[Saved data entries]
>>
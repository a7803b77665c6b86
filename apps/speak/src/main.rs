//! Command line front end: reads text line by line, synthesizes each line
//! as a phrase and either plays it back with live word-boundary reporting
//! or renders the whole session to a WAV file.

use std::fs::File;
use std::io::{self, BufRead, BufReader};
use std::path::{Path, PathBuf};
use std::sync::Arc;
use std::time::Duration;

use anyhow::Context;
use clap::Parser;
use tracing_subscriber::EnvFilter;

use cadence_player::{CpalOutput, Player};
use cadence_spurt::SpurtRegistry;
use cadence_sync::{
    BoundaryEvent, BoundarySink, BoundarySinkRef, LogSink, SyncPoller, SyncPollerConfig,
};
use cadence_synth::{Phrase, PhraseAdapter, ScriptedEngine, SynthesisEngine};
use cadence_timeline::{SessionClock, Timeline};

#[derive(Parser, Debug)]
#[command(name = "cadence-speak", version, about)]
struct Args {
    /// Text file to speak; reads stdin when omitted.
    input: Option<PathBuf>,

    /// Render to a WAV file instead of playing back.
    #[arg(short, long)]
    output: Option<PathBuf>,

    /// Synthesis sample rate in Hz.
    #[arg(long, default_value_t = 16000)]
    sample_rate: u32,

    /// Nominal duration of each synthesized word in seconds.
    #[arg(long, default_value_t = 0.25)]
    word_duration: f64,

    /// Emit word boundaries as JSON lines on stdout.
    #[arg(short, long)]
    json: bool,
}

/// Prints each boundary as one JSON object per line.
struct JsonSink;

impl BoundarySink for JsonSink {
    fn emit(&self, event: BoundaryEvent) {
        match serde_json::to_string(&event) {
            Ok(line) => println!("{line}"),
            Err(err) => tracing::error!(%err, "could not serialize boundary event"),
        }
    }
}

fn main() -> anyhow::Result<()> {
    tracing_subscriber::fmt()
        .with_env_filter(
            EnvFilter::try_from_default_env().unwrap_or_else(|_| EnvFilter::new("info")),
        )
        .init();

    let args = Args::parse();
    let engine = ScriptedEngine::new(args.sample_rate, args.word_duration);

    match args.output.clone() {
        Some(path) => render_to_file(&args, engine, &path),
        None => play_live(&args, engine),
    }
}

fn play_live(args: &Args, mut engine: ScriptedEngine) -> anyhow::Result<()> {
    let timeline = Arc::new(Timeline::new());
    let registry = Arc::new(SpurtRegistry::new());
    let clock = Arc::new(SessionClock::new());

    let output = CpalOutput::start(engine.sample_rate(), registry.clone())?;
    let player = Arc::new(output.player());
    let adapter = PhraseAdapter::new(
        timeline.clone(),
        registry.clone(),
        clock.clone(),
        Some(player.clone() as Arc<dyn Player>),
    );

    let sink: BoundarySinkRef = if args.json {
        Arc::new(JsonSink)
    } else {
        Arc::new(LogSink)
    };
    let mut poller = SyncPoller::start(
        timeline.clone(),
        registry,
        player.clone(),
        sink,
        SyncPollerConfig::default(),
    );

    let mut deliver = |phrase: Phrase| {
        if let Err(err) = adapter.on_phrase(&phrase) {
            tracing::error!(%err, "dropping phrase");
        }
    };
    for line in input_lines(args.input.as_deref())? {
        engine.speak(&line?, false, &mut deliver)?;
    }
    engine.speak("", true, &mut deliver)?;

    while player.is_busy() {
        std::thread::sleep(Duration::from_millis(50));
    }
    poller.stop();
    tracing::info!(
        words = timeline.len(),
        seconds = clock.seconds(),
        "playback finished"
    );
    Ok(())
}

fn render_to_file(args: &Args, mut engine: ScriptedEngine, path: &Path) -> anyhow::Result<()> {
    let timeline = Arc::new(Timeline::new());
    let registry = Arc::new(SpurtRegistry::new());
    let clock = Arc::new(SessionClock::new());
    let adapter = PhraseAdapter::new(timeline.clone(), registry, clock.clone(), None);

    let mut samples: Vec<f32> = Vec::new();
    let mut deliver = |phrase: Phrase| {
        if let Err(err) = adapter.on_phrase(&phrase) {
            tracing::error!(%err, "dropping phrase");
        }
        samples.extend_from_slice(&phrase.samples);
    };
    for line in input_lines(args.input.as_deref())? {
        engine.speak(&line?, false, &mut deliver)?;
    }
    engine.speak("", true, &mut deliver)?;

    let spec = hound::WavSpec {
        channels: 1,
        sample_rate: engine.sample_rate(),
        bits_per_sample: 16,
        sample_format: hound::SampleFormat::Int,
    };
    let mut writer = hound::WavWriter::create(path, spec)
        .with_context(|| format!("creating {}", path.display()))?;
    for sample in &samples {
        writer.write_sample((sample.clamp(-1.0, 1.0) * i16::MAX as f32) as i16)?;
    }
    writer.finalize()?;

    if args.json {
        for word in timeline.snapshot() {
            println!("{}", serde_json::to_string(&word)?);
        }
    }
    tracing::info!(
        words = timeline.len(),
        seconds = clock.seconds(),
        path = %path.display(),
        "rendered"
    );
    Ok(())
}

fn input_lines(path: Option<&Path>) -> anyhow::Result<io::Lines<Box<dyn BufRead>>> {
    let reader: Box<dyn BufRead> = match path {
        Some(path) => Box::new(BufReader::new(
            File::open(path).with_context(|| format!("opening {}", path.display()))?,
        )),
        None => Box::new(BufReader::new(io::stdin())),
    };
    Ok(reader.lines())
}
<<
- **ASSIGNMENT**:
Copy out each line carrying the string "PhraseAdapter" from the data.

- **ANSWER SECTION**:
use cadence_synth::{Phrase, PhraseAdapter, ScriptedEngine, SynthesisEngine};
    let adapter = PhraseAdapter::new(
    let adapter = PhraseAdapter::new(timeline.clone(), registry, clock.clone(), None);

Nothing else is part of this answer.